__EXERCISE OBJECTIVE__: What you give back must match the records below exactly.

__Stored items__:
□ □ □ □ □
//! `Literal[...]` construction.

use crate::analyzer::{Nesting, TypeAnalyzer};
use tracing::trace;
use typa_common::{Provenance, format_message, messages};
use typa_types::{Instance, LiteralType, LiteralValue, Type, TypeOfAny, UnboundType, make_union};

impl TypeAnalyzer<'_> {
    /// Union of the literal types named by the arguments of `t`.
    ///
    /// Any invalid parameter turns the whole form into an error `Any`.
    pub(crate) fn analyze_literal_type(&mut self, t: &UnboundType, level: Nesting) -> Type {
        if t.args.is_empty() {
            self.fail(t.pos, messages::LITERAL_AT_LEAST_ONE.to_string(), None);
            return Type::any_at(TypeOfAny::FromError, t.pos);
        }

        let mut output = Vec::with_capacity(t.args.len());
        for (index, arg) in t.args.iter().enumerate() {
            match self.analyze_literal_param(index + 1, arg, t.pos, level) {
                Some(literals) => output.extend(literals),
                None => return Type::any_at(TypeOfAny::FromError, t.pos),
            }
        }
        make_union(output, t.pos)
    }

    /// Literal types for parameter number `index` (1-based), or `None` after
    /// reporting why it is not a literal.
    fn analyze_literal_param(
        &mut self,
        index: usize,
        arg: &Type,
        at: Provenance,
        level: Nesting,
    ) -> Option<Vec<Type>> {
        // Written as a string: the string is the value.
        if let Type::Unbound(unbound) = arg
            && let Some(value) = &unbound.original_str_expr
        {
            let base = unbound
                .original_str_fallback
                .as_deref()
                .unwrap_or("builtins.str");
            let fallback = self.named_type_with_normalized_str(base, unbound.pos)?;
            return Some(vec![Type::Literal(LiteralType::new(
                LiteralValue::Str(value.clone()),
                fallback,
                unbound.pos,
            ))]);
        }

        // Any other name may be an alias or an enum member.
        let expanded;
        let arg = match arg {
            Type::Unbound(unbound) => {
                expanded = self.visit_unbound_type(unbound, level.deeper(), true);
                &expanded
            }
            other => other,
        };

        match arg {
            Type::Any(any) => {
                // Errors and unresolved names have been reported already.
                if !matches!(any.type_of_any, TypeOfAny::FromError | TypeOfAny::SpecialForm) {
                    let message = format_message(messages::LITERAL_PARAM_ANY, &[&index.to_string()]);
                    self.fail(at, message, None);
                }
                None
            }
            Type::RawExpression(raw) => {
                let Some(value) = &raw.literal_value else {
                    let name = raw.simple_name();
                    let message = if matches!(name, "float" | "complex") {
                        format_message(messages::LITERAL_PARAM_BAD_KIND, &[&index.to_string(), name])
                    } else {
                        messages::LITERAL_ARBITRARY_EXPR.to_string()
                    };
                    self.fail(at, message, None);
                    return None;
                };
                let fallback = self.named_type_with_normalized_str(&raw.base_type_name, raw.pos)?;
                trace!(value = %value, fallback = %fallback.class.fullname, "literal value");
                Some(vec![Type::Literal(LiteralType::new(value.clone(), fallback, raw.pos))])
            }
            Type::None(_) | Type::Literal(_) => Some(vec![arg.clone()]),
            Type::Instance(instance) if instance.last_known_value.is_some() => instance
                .last_known_value
                .as_deref()
                .map(|literal| vec![Type::Literal(literal.clone())]),
            Type::Union(union) => {
                let mut out = Vec::with_capacity(union.items.len());
                for item in &union.items {
                    out.extend(self.analyze_literal_param(index, item, at, level)?);
                }
                Some(out)
            }
            _ => {
                let message = format_message(messages::LITERAL_PARAM_INVALID, &[&index.to_string()]);
                self.fail(at, message, None);
                None
            }
        }
    }

    /// Instance of a string class, with `bytes`/`unicode` mapped onto `str`
    /// according to the target Python version.
    pub(crate) fn named_type_with_normalized_str(
        &mut self,
        fullname: &str,
        at: Provenance,
    ) -> Option<Instance> {
        let fullname = match fullname {
            "builtins.bytes" if self.options.is_python2() => "builtins.str",
            "builtins.unicode" if !self.options.is_python2() => "builtins.str",
            other => other,
        };
        self.required_named_type(fullname, Vec::new(), at)
    }
}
□ □ □ □ □
__WRITTEN ANSWER__:
//! `Literal[...]` construction.

use crate::analyzer::{Nesting, TypeAnalyzer};
use tracing::trace;
use typa_common::{Provenance, format_message, messages};
use typa_types::{Instance, LiteralType, LiteralValue, Type, TypeOfAny, UnboundType, make_union};

impl TypeAnalyzer<'_> {
    /// Union of the literal types named by the arguments of `t`.
    ///
    /// Any invalid parameter turns the whole form into an error `Any`.
    pub(crate) fn analyze_literal_type(&mut self, t: &UnboundType, level: Nesting) -> Type {
        if t.args.is_empty() {
            self.fail(t.pos, messages::LITERAL_AT_LEAST_ONE.to_string(), None);
            return Type::any_at(TypeOfAny::FromError, t.pos);
        }

        let mut output = Vec::with_capacity(t.args.len());
        for (index, arg) in t.args.iter().enumerate() {
            match self.analyze_literal_param(index + 1, arg, t.pos, level) {
                Some(literals) => output.extend(literals),
                None => return Type::any_at(TypeOfAny::FromError, t.pos),
            }
        }
        make_union(output, t.pos)
    }

    /// Literal types for parameter number `index` (1-based), or `None` after
    /// reporting why it is not a literal.
    fn analyze_literal_param(
        &mut self,
        index: usize,
        arg: &Type,
        at: Provenance,
        level: Nesting,
    ) -> Option<Vec<Type>> {
        // Written as a string: the string is the value.
        if let Type::Unbound(unbound) = arg
            && let Some(value) = &unbound.original_str_expr
        {
            let base = unbound
                .original_str_fallback
                .as_deref()
                .unwrap_or("builtins.str");
            let fallback = self.named_type_with_normalized_str(base, unbound.pos)?;
            return Some(vec![Type::Literal(LiteralType::new(
                LiteralValue::Str(value.clone()),
                fallback,
                unbound.pos,
            ))]);
        }

        // Any other name may be an alias or an enum member.
        let expanded;
        let arg = match arg {
            Type::Unbound(unbound) => {
                expanded = self.visit_unbound_type(unbound, level.deeper(), true);
                &expanded
            }
            other => other,
        };

        match arg {
            Type::Any(any) => {
                // Errors and unresolved names have been reported already.
                if !matches!(any.type_of_any, TypeOfAny::FromError | TypeOfAny::SpecialForm) {
                    let message = format_message(messages::LITERAL_PARAM_ANY, &[&index.to_string()]);
                    self.fail(at, message, None);
                }
                None
            }
            Type::RawExpression(raw) => {
                let Some(value) = &raw.literal_value else {
                    let name = raw.simple_name();
                    let message = if matches!(name, "float" | "complex") {
                        format_message(messages::LITERAL_PARAM_BAD_KIND, &[&index.to_string(), name])
                    } else {
                        messages::LITERAL_ARBITRARY_EXPR.to_string()
                    };
                    self.fail(at, message, None);
                    return None;
                };
                let fallback = self.named_type_with_normalized_str(&raw.base_type_name, raw.pos)?;
                trace!(value = %value, fallback = %fallback.class.fullname, "literal value");
                Some(vec![Type::Literal(LiteralType::new(value.clone(), fallback, raw.pos))])
            }
            Type::None(_) | Type::Literal(_) => Some(vec![arg.clone()]),
            Type::Instance(instance) if instance.last_known_value.is_some() => instance
                .last_known_value
                .as_deref()
                .map(|literal| vec![Type::Literal(literal.clone())]),
            Type::Union(union) => {
                let mut out = Vec::with_capacity(union.items.len());
                for item in &union.items {
                    out.extend(self.analyze_literal_param(index, item, at, level)?);
                }
                Some(out)
            }
            _ => {
                let message = format_message(messages::LITERAL_PARAM_INVALID, &[&index.to_string()]);
                self.fail(at, message, None);
                None
            }
        }
    }

    /// Instance of a string class, with `bytes`/`unicode` mapped onto `str`
    /// according to the target Python version.
    pub(crate) fn named_type_with_normalized_str(
        &mut self,
        fullname: &str,
        at: Provenance,
    ) -> Option<Instance> {
        let fullname = match fullname {
            "builtins.bytes" if self.options.is_python2() => "builtins.str",
            "builtins.unicode" if !self.options.is_python2() => "builtins.str",
            other => other,
        };
        self.required_named_type(fullname, Vec::new(), at)
    }
}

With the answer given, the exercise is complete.